They definitely were aggressive bassads....I will stand behind Don....LOL


----------



## Bob Scott (Mar 30, 2006)

They commented on loosing 11-12 dogs to this one hog. Said It could really use it's teeth on a dog. One man also commented that someone in the area had gone to Europe and brought back a few hogs and they thought he turned them loose in that area.
They finally got the dog killer and he thought it may have been pure Russian boar.


----------



## Shane Woodlief (Sep 9, 2009)

I never cease to be amazed at the whole new level of stupid that people that people can rise to. 

Turning loose feral boar! Stupid


----------



## Guest (Jul 17, 2010)

Timothy Stacy said:


> I'd really like to go hog hunting!


Um, I believe I mentioned a November slaughter fest.


----------



## Shane Woodlief (Sep 9, 2009)

Steven Lepic said:


> Um, I believe I mentioned a November slaughter fest.


For the guys that love boar hunting - Should stop cowering behind their dogs! 

Go get 'em mighty hunters


----------



## Howard Knauf (May 10, 2008)

Yea, hog hunting can be exiting. In Georgia a few years ago I shot a 250 lb sow with my bow. She was with a group of about 15 others. I gave her a half hour then started tracking her right at dark. I found the lot of them waiting for me in chest high grass.  I never ran so fast, and climbed a post oak so quick in my life! You know your s**t is weak when your feet are tingling as you run like hell and your feet never seem to touch the ground. 

My hunting partner found me clinging to this little oak and laughed his ass off. We tracked her again and found my arrow. It appeared she had reached back and pulled it out with her teeth. Nasty critters. Once we hit the swamp we lost the trail. I HATE leaving a wounded animal in the woods but was almost glad we lost the trail cause it was pitch black, wet, and mosquito city in there. Worst thing was...there were no climbable trees!


----------



## Tyree Johnson (Jun 21, 2010)

Howard Knauf said:


> Yea, hog hunting can be exiting. In Georgia a few years ago I shot a 250 lb sow with my bow. She was with a group of about 15 others. I gave her a half hour then started tracking her right at dark. I found the lot of them waiting for me in chest high grass. I never ran so fast, and climbed a post oak so quick in my life! You know your s**t is weak when your feet are tingling as you run like hell and your feet never seem to touch the ground.
> 
> My hunting partner found me clinging to this little oak and laughed his ass off. We tracked her again and found my arrow. It appeared she had reached back and pulled it out with her teeth. Nasty critters. Once we hit the swamp we lost the trail. I HATE leaving a wounded animal in the woods but was almost glad we lost the trail cause it was pitch black, wet, and mosquito city in there. Worst thing was...there were no climbable trees!
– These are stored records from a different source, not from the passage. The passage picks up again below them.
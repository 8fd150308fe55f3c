//! Routers compiled into this build, each mounted at `/<name>`.

pub mod coverage;
pub mod crypto;
pub mod economy;
pub mod equity;

use crate::router::RouterExtension;

pub const INSTALLED_ROUTERS: &[RouterExtension] = &[
    RouterExtension::new("coverage", coverage::router),
    RouterExtension::new("crypto", crypto::router),
    RouterExtension::new("economy", economy::router),
    RouterExtension::new("equity", equity::router),
];
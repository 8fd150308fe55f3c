use tracing::{debug, error};

use crate::router::{RegistrationContext, Router};
use crate::CoreError;

pub type RouterLoadFn = fn(&RegistrationContext<'_>) -> Result<Router, CoreError>;

/// One entry of the installed router table, mounted at `/<name>`.
#[derive(Clone, Copy)]
pub struct RouterExtension {
    pub name: &'static str,
    pub load: RouterLoadFn,
}

impl RouterExtension {
    pub const fn new(name: &'static str, load: RouterLoadFn) -> Self {
        Self { name, load }
    }
}

pub struct RouterLoader;

impl RouterLoader {
    /// Loads every router extension in name order into one root router.
    ///
    /// Registration errors (signature, types, unknown model, duplicate path) surface
    /// unchanged; any other failure is reported as a loading error naming the extension.
    pub fn from_extensions(
        extensions: &[RouterExtension],
        ctx: &RegistrationContext<'_>,
    ) -> Result<Router, CoreError> {
        let mut ordered = extensions.to_vec();
        ordered.sort_by_key(|extension| extension.name);

        let mut root = Router::new("");
        for extension in ordered {
            let router = (extension.load)(ctx).map_err(|err| {
                error!(extension = extension.name, error = %err, "router extension failed to load");
                if is_registration_error(&err) {
                    err
                } else {
                    CoreError::loading(extension.name, err)
                }
            })?;
            let count = router.routes().len();
            root.include_router(router, &format!("/{}", extension.name))?;
            debug!(extension = extension.name, routes = count, "router extension loaded");
        }
        Ok(root)
    }
}

fn is_registration_error(err: &CoreError) -> bool {
    matches!(
        err,
        CoreError::Signature { .. }
            | CoreError::InvalidParameterType { .. }
            | CoreError::InvalidReturnType { .. }
            | CoreError::UnknownModel { .. }
            | CoreError::DuplicateRoute { .. }
    )
}

#[cfg(test)]
mod tests {
    use serde_json::json;

    use super::*;
    use crate::envelope::Envelope;
    use crate::provider_interface::ProviderInterface;
    use crate::registry::Registry;
    use crate::router::{Command, FnCommand, ParamType, ScalarType, Signature};
    use crate::standard_models;

    fn zeta(ctx: &RegistrationContext<'_>) -> Result<Router, CoreError> {
        let mut router = Router::new("");
        router.command(
            ctx,
            Command::new(
                Signature::new("finplex.zeta_router", "last"),
                FnCommand::new(|_, _, _| Ok(Envelope::new(json!(null)))),
            ),
        )?;
        Ok(router)
    }

    fn alpha(ctx: &RegistrationContext<'_>) -> Result<Router, CoreError> {
        let mut router = Router::new("");
        router.command(
            ctx,
            Command::new(
                Signature::new("finplex.alpha_router", "first"),
                FnCommand::new(|_, _, _| Ok(Envelope::new(json!(null)))),
            ),
        )?;
        Ok(router)
    }

    fn broken(ctx: &RegistrationContext<'_>) -> Result<Router, CoreError> {
        let mut router = Router::new("");
        router.command(
            ctx,
            Command::new(
                Signature::new("finplex.broken_router", "bad").param("cc", ParamType::scalar(ScalarType::Int)),
                FnCommand::new(|_, _, _| Ok(Envelope::new(json!(null)))),
            ),
        )?;
        Ok(router)
    }

    fn failing(_: &RegistrationContext<'_>) -> Result<Router, CoreError> {
        Err(CoreError::Config(String::from("bad router config")))
    }

    fn interface() -> ProviderInterface {
        ProviderInterface::new(&Registry::default(), &standard_models::catalogue()).expect("builds")
    }

    #[test]
    fn mounts_extensions_in_name_order() {
        let interface = interface();
        let ctx = RegistrationContext {
            interface: &interface,
            debug_mode: false,
        };
        let root = RouterLoader::from_extensions(
            &[RouterExtension::new("zeta", zeta), RouterExtension::new("alpha", alpha)],
            &ctx,
        )
        .expect("loads");

        let paths = root.routes().iter().map(|route| route.path.as_str()).collect::<Vec<_>>();
        assert_eq!(paths, vec!["/alpha/first", "/zeta/last"]);
    }

    #[test]
    fn signature_errors_surface_unchanged_and_others_become_loading_errors() {
        let interface = interface();
        let ctx = RegistrationContext {
            interface: &interface,
            debug_mode: false,
        };

        let err = RouterLoader::from_extensions(&[RouterExtension::new("broken", broken)], &ctx)
            .expect_err("must fail");
        assert_eq!(err.error_kind(), "SignatureError");

        let err = RouterLoader::from_extensions(&[RouterExtension::new("failing", failing)], &ctx)
            .expect_err("must fail");
        assert!(matches!(err, CoreError::Loading { ref extension, .. } if extension == "failing"));
    }
}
so the rest stuck around to defend the injured hog? i would of hauled ass too! hog hunting does sound exciting ... i might have to take a road trip somewhere to check this out! i need a gun and like 50 dogs though! lol


----------



## Carol Boche (May 13, 2007)

Tyree Johnson said:


> i need a gun and like 50 dogs though! lol


50 dogs maybe....but only a few good Airedales....:lol::lol::lol:


----------



## Don Turnipseed (Oct 8, 2006)

You guys have no idea. Especially Shane. I have taken guy like Shane out before and I use two dogs. Once the guy with me wanted to go up and roust a bunchn of hogs we knew were in the heavy brush. I told hi no way and sent the two dogs up there. I told him with that many hogs, they will come after the two dogs and the dogs will come back to us. I told him to get ready. We heard the dogs raising hell with them and here they came with 20 to 30 hogs on their heels. I head shot the first one with a 44 mag at about 30 yds and he never fired. I turned around and say him way down the mountain running for all he was worth. I never let him live that down.

The problem with using dogs like this is that they tend to get themselves in way over their head many times. If your afraid to get into the middle of the fracass with a pistol(rifles are worthless in the heavy brush and when your in the middle of the war zone and shots are usually 5' to 10 ft.), you shouldn't hunt with dogs because they won't live long. The first ones to die are always the best dogs.
A couple of years ago, a friend of mine took a gal out so she could kill a bear. She gut shot it and really pissed it off. The bear came down the tree into the middle of his hound and was cleaning house. My friend waded into the middle of the fight with a lever action 30/30. In the excitement, he short stroke it and the gun jambed. The bear grabbed him about that time and cleaned his clock. Luckily hois brother was there also and killed the bear. A helicopter picked him up and took him to the hospital. He was in bad shape but the biggest problem they had was massive infection. Bears will pop a bloated animal that has been dead for a long time and start dining. Hogs are pretty much the same way. That is one example of why you don't take a long gun into close quarters.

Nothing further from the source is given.